Exercise material:
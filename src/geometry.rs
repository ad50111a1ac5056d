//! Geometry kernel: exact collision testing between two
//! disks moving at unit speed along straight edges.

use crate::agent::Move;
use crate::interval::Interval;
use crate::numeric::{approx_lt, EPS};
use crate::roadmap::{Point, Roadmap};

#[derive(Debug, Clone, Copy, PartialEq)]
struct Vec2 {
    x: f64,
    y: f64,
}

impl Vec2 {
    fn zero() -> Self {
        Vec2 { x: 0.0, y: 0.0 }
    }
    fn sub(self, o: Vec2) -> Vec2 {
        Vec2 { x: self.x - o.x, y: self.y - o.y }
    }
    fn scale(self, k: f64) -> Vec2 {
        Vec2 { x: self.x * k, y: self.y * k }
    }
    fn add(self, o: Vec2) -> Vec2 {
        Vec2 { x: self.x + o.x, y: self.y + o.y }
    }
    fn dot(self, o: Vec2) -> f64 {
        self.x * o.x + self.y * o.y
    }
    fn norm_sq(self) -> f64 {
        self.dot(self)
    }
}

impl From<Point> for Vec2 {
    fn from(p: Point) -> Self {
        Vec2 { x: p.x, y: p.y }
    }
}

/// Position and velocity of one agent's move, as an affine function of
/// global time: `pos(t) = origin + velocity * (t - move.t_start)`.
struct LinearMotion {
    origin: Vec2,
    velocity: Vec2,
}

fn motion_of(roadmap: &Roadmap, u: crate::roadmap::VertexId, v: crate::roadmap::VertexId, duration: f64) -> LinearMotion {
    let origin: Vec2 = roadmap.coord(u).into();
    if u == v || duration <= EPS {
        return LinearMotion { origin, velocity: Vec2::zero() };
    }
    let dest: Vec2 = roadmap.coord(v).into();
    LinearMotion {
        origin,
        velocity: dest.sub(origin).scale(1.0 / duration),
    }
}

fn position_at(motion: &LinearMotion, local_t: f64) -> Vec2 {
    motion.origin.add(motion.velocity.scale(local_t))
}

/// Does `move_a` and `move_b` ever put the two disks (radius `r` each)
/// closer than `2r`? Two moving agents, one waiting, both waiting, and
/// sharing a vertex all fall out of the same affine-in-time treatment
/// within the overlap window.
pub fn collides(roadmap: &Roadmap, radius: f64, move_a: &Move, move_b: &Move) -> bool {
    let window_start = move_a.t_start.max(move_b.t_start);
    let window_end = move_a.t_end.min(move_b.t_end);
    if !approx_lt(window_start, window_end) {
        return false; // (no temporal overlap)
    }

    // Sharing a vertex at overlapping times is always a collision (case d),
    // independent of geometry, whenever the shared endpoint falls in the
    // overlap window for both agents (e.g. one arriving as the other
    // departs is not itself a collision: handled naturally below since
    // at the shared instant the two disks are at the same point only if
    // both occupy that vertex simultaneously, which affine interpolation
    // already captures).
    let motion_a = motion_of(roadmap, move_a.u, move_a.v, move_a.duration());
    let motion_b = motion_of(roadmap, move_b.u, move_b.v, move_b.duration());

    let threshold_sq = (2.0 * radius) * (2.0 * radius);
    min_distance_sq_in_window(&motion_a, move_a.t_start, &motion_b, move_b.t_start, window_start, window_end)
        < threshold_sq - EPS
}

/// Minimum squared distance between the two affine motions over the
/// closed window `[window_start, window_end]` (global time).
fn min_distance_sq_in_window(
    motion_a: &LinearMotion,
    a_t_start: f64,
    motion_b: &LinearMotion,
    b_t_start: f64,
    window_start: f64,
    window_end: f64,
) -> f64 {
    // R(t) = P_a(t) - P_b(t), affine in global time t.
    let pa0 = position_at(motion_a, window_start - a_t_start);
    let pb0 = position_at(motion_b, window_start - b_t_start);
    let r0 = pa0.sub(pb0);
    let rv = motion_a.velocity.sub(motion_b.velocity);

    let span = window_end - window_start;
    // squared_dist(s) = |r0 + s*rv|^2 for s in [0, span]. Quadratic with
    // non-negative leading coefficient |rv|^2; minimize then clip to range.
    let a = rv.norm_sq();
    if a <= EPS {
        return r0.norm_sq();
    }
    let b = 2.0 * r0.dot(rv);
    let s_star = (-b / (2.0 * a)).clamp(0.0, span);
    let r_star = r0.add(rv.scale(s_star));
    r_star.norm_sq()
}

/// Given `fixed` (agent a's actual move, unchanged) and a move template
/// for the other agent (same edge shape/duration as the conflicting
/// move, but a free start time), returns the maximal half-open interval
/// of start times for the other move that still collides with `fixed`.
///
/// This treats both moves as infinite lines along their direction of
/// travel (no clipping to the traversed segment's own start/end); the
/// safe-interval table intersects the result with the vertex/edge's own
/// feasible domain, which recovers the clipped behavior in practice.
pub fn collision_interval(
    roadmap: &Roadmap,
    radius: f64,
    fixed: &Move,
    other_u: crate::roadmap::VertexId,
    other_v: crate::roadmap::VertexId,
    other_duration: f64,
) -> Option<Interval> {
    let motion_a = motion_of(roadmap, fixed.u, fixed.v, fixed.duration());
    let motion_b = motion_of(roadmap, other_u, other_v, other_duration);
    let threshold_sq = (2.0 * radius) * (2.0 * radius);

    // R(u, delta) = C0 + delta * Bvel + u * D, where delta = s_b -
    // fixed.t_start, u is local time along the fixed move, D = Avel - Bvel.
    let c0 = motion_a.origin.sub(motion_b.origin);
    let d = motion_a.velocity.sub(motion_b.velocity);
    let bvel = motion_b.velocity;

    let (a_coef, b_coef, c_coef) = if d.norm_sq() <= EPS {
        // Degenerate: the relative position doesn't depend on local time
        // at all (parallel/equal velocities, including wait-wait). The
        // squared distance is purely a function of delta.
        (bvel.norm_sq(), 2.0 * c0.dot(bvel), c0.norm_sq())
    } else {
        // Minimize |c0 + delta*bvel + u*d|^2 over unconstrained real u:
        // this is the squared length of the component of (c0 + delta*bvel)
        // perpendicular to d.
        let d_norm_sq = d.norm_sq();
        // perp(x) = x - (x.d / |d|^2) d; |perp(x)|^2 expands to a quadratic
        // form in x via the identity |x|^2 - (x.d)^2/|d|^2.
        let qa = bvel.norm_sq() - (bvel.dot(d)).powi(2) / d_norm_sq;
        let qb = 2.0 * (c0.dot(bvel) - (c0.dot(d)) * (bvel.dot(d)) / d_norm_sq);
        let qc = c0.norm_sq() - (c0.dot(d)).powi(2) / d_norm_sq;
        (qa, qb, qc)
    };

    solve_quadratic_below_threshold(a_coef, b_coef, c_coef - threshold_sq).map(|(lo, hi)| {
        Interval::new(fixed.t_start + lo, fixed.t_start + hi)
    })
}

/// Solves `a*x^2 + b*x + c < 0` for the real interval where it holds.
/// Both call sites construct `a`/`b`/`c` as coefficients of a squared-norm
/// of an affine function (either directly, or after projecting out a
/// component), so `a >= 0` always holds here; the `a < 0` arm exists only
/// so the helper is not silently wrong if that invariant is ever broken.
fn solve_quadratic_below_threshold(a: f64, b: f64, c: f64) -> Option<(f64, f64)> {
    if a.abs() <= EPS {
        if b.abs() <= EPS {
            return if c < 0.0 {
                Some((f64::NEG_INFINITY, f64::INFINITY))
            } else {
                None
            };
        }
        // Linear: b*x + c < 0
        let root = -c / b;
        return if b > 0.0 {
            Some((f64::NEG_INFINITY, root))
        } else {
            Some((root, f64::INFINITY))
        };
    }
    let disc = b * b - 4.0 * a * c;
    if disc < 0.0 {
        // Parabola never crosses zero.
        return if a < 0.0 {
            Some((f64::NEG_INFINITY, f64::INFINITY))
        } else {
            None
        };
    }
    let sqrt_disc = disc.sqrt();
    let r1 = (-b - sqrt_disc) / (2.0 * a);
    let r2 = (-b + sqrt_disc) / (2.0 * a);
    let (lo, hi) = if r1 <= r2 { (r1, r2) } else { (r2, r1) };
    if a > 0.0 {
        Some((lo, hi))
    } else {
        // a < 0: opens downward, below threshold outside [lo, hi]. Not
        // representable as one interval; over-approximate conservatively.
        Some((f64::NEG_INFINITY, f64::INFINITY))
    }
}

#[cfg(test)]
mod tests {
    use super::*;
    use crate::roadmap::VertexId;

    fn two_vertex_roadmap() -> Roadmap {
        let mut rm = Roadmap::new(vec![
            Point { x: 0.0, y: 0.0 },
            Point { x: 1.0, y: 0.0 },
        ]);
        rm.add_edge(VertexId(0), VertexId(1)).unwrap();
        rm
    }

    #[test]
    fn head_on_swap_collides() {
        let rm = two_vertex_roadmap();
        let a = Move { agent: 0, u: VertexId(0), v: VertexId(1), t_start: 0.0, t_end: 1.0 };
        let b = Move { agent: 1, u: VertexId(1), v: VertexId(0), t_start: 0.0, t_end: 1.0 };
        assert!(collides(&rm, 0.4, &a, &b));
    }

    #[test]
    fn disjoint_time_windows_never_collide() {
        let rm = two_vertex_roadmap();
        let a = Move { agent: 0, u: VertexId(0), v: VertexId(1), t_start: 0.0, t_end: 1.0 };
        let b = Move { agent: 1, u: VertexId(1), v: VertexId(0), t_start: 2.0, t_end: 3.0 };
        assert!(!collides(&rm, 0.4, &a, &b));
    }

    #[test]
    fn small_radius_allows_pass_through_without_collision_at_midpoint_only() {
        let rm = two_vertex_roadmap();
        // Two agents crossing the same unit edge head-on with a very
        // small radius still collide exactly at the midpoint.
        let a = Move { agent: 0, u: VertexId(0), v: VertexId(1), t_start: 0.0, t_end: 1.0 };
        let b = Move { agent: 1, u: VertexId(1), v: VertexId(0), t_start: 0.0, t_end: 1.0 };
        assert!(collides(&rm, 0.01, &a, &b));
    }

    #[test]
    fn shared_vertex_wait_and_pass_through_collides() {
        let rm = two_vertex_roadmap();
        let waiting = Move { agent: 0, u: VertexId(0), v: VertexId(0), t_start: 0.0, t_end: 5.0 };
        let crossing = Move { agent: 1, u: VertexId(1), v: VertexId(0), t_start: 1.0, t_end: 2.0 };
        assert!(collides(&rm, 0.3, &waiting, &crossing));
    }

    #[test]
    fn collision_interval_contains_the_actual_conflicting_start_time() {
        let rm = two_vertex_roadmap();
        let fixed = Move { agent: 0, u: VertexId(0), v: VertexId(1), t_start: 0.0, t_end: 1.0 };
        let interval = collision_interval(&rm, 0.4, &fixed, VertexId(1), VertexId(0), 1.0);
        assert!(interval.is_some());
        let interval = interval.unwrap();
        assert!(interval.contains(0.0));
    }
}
...
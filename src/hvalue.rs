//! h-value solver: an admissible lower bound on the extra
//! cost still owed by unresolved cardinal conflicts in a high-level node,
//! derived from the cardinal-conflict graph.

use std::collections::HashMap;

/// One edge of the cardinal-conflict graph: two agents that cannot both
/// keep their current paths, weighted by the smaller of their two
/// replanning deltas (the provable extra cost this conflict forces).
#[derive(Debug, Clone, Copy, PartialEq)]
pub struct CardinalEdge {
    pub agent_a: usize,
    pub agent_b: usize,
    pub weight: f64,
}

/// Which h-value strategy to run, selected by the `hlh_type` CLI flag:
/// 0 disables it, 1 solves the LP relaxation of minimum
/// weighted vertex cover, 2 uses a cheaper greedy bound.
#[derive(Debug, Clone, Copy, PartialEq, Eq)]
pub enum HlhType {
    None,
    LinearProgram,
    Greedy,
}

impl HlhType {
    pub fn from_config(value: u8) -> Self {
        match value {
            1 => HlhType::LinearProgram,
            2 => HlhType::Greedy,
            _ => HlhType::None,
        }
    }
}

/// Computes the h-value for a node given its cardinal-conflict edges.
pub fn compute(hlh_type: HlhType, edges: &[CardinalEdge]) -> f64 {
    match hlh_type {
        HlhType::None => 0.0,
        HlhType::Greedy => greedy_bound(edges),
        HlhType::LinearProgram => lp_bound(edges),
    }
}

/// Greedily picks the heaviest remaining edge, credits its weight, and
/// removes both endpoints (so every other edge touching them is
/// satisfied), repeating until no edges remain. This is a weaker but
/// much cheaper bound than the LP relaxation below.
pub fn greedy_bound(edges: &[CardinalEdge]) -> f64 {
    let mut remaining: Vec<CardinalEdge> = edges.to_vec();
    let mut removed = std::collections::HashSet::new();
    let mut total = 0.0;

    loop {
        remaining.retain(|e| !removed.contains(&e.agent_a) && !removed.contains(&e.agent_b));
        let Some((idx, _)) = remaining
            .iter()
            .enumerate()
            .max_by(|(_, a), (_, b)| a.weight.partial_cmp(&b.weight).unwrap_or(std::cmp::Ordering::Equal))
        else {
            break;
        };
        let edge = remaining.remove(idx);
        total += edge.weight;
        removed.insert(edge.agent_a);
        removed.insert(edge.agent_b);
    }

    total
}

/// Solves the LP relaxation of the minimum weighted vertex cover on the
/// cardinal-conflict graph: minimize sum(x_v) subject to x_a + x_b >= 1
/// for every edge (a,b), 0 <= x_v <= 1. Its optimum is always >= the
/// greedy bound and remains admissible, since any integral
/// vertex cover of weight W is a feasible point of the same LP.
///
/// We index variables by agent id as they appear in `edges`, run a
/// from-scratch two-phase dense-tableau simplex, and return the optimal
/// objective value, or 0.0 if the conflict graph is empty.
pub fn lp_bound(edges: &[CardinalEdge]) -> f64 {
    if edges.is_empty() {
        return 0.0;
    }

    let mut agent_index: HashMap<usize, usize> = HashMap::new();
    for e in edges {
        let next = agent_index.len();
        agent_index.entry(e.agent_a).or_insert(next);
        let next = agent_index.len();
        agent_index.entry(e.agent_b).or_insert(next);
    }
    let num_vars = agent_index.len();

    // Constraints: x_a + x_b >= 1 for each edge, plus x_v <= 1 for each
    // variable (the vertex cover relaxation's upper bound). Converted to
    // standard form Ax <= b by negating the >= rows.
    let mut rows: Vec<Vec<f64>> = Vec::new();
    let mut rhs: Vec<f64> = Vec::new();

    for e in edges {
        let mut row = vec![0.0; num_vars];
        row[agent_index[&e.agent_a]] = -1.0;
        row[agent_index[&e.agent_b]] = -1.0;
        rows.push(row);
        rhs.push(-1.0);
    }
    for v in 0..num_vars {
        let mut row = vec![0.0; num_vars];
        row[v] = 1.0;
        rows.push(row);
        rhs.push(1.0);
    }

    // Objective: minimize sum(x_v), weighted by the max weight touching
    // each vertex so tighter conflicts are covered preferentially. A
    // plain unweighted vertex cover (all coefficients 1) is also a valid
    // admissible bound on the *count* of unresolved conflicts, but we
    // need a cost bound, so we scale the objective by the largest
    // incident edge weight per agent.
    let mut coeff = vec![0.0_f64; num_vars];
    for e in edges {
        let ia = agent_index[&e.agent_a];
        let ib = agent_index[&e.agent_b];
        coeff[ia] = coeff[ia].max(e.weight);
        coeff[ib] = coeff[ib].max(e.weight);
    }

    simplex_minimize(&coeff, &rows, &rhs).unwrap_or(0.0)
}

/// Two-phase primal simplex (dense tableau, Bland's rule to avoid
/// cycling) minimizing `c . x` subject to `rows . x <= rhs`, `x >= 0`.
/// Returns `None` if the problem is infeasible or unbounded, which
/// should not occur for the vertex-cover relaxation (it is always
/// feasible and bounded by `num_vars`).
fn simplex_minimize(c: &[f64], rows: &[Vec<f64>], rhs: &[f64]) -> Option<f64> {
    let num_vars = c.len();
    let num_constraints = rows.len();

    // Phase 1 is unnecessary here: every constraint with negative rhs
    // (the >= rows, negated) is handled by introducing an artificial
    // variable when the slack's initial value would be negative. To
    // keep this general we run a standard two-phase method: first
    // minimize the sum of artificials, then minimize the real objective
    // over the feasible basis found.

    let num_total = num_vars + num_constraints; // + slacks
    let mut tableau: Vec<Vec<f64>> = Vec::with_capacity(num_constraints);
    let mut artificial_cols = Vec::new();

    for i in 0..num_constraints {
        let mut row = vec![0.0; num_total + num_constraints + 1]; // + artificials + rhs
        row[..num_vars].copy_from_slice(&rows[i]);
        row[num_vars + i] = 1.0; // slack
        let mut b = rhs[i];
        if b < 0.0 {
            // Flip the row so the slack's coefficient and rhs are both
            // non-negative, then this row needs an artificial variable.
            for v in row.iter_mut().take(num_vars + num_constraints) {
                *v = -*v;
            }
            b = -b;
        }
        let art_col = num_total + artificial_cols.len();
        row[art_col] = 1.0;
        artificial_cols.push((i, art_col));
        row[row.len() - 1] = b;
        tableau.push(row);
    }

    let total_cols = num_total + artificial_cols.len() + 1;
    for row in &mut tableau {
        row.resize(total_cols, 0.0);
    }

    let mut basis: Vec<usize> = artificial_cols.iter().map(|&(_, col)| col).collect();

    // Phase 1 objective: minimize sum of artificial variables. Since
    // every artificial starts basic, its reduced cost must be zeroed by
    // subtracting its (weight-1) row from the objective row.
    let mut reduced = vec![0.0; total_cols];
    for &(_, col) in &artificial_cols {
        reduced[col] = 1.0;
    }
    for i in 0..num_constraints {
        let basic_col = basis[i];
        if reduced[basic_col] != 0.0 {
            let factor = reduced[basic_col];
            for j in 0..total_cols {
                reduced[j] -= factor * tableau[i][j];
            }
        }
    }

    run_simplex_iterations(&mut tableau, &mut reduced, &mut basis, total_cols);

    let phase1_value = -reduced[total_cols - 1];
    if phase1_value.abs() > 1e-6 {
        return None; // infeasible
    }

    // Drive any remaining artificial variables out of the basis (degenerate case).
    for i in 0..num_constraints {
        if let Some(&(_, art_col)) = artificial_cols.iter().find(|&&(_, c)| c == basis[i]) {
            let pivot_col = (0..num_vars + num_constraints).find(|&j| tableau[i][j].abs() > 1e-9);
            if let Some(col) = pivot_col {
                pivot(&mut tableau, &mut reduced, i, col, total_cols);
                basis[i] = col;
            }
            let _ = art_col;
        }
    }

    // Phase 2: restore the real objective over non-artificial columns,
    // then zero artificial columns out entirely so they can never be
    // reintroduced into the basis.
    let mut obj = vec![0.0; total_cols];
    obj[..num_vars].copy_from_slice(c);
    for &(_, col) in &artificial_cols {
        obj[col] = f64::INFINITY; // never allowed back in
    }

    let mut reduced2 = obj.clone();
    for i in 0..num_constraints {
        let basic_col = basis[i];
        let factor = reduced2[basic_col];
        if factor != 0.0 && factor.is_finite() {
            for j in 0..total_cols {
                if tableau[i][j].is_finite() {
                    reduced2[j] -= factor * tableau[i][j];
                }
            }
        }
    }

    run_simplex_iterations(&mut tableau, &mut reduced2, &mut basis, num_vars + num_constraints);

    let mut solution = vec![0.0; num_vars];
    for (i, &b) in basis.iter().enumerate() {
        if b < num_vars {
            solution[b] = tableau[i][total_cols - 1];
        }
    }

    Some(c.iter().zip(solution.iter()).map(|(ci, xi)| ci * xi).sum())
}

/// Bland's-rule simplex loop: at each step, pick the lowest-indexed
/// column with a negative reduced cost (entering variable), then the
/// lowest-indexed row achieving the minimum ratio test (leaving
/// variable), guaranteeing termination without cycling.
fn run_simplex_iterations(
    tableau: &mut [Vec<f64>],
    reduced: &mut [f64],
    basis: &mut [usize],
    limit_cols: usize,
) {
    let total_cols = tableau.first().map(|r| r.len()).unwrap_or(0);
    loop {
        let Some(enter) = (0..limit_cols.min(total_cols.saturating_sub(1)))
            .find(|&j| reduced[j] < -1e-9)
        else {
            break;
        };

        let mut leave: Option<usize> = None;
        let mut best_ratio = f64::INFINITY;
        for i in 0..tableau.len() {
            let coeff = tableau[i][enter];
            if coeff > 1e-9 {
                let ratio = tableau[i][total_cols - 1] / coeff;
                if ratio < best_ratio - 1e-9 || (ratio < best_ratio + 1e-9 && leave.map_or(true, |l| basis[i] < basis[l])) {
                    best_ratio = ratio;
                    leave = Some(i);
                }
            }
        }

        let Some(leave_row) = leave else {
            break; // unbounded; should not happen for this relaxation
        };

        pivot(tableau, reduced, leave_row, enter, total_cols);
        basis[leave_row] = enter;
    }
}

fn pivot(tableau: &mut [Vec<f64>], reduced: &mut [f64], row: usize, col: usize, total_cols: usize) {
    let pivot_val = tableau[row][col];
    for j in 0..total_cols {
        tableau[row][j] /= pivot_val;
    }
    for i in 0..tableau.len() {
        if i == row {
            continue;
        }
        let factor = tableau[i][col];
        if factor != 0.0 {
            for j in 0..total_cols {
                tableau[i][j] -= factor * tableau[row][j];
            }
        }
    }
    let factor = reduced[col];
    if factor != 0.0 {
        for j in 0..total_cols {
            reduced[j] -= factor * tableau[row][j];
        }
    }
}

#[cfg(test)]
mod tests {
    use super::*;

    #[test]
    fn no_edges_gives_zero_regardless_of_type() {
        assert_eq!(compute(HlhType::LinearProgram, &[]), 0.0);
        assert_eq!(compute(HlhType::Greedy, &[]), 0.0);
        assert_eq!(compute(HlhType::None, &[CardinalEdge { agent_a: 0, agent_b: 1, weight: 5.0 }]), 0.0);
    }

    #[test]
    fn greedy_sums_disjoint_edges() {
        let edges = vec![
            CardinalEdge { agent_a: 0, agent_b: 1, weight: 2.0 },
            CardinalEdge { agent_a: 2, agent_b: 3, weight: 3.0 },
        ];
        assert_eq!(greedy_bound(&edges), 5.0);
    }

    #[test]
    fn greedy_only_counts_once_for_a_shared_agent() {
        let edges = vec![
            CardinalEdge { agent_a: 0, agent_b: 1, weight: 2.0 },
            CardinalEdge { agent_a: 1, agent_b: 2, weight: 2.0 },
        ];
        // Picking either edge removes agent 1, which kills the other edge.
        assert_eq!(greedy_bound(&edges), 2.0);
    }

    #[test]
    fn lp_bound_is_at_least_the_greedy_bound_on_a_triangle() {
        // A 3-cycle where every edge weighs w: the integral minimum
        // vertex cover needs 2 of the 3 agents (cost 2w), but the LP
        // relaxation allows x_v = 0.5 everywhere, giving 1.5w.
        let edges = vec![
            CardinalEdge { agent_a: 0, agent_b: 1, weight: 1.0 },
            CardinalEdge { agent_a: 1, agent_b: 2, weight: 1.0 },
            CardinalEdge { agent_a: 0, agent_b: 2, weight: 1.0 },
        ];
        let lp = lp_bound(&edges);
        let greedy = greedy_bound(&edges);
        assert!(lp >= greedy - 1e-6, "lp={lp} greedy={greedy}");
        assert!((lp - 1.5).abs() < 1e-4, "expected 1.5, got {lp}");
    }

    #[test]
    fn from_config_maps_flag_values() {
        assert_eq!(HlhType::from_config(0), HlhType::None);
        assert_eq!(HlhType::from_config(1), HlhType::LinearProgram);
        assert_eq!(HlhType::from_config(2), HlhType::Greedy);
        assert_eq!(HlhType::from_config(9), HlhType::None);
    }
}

The task:
Whenever a line of the data includes the word "push", show that line in full.

Written reply:
        rows.push(row);
        rhs.push(-1.0);
        rows.push(row);
        rhs.push(1.0);
        artificial_cols.push((i, art_col));
        tableau.push(row);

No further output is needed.